Guest Author - Donna Ledbetter
The longest running musical off Broadway is now on U Street in Washington, DC at Arena Stage. The show is The Fantastics, a story of a ready-made match between Louisa (Addi McDaniel), a school girl wrapped in fairytale dreams, and Matt (Timothy Ware), a bookish young man blindsided by love. Between them are two huge barriers: one, a towering wall between their family homes, and the other, a set of well-meaning parents whose antics could jeopardize their fate.
El Gallo (Sebastian La Cause) and the Mute (Nate Dendy) are travelling magicians whom the two fathers, Bellomy (Jerome Lucas Harmann) and Hucklebee (Michael Stone Forrest), call on to stage an intricate affair that will draw their love struck children closer together. Henry (Laurence O’Dwyer ) and Mortimer (Jesse Terrill) have supporting roles in staging this feat. When the children become aware of the ruse, they feel used and resolve to go out into the world in search of true happiness. What they find is more than they could have imagined.

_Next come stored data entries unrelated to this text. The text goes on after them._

#[derive(Debug, thiserror::Error)]
pub enum EmbedError {
    #[error("HTTP request failed: {0}")]
    Http(#[from] reqwest::Error),

    #[error("JSON parse failed: {0}")]
    Json(#[from] serde_json::Error),

    #[error("embedding batch is empty")]
    EmptyBatch,

    #[error("text at index {index} is empty or blank")]
    EmptyText { index: usize },

    #[error("expected {expected} embeddings, server returned {got}")]
    BatchLength { expected: usize, got: usize },

    #[error("embedding dimension mismatch: expected {expected}, got {got}")]
    Dimension { expected: usize, got: usize },

    #[error("embedding request failed (status {status}): {body}")]
    Api { status: u16, body: String },

    #[error("{0}")]
    Other(String),
}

Director Amanda Dehnert sets this rendition of The Fantastics at the foot of a carnival gate. It is a like fantasy circus complete with magic tricks, sideshow acts, and believe-it-or-not displays. This production also features comedic performances and a score of outstanding music by Tom Jones and Harvey Schmidt. Yet the enchantment begins long before the performance.
Outside, there are jugglers, magicians, and even a stilt walker who foreshadow the other world waiting on stage. The set reminds you of the early, wondrous heyday of carnivals and circus acts. Accompanying this merry set, is also lighting by Nancy Shertler that it is as luminous as it is dark, for the carnival experience you are about to see has abundant shades of deception.
At the start of production, audiences are introduced to Sebastian La Cause and Nate Dendy, two actors whose charismatic performances enliven the stage and leave you spellbound. La Cause is convincingly the tall, handsome figure who could con a con man, but even more remarkable are his vocals. He is both smooth and soothing like a purr and alluring with air of peril.
Jerome Lucas Harmann, Michael Stone Forrest, and Laurence O’Dwyer also give solid performances, breathing vibrancy and life into their characters with rousing interpretations of the songs “It Depends on What You Pay” and “Plant a Radish.” Harmann and Forrest also perform a number of other enthralling musical pieces complete with harmonic vocals and riveting dance choreographed by Sharon Jenkins.
Despite its numerous strong points, The Fantastics did include a few missed performances. Admittedly, as Matt, Timothy Ware was not the sympathetic character one would have imagined. His vocals seemed weak alongside the strong, resonate singing of Addi McDaniel. Because of Ware’s central role in this production, his flaws are not easy to overlook.
However, The Fantastics is indeed a glorious journey and tale worth seeing. It is a fun, magical ride that you do not want to end. The Fantastics plays now through January 10, 2010.
* Complimentary tickets were provided by the Arena Stage Theater.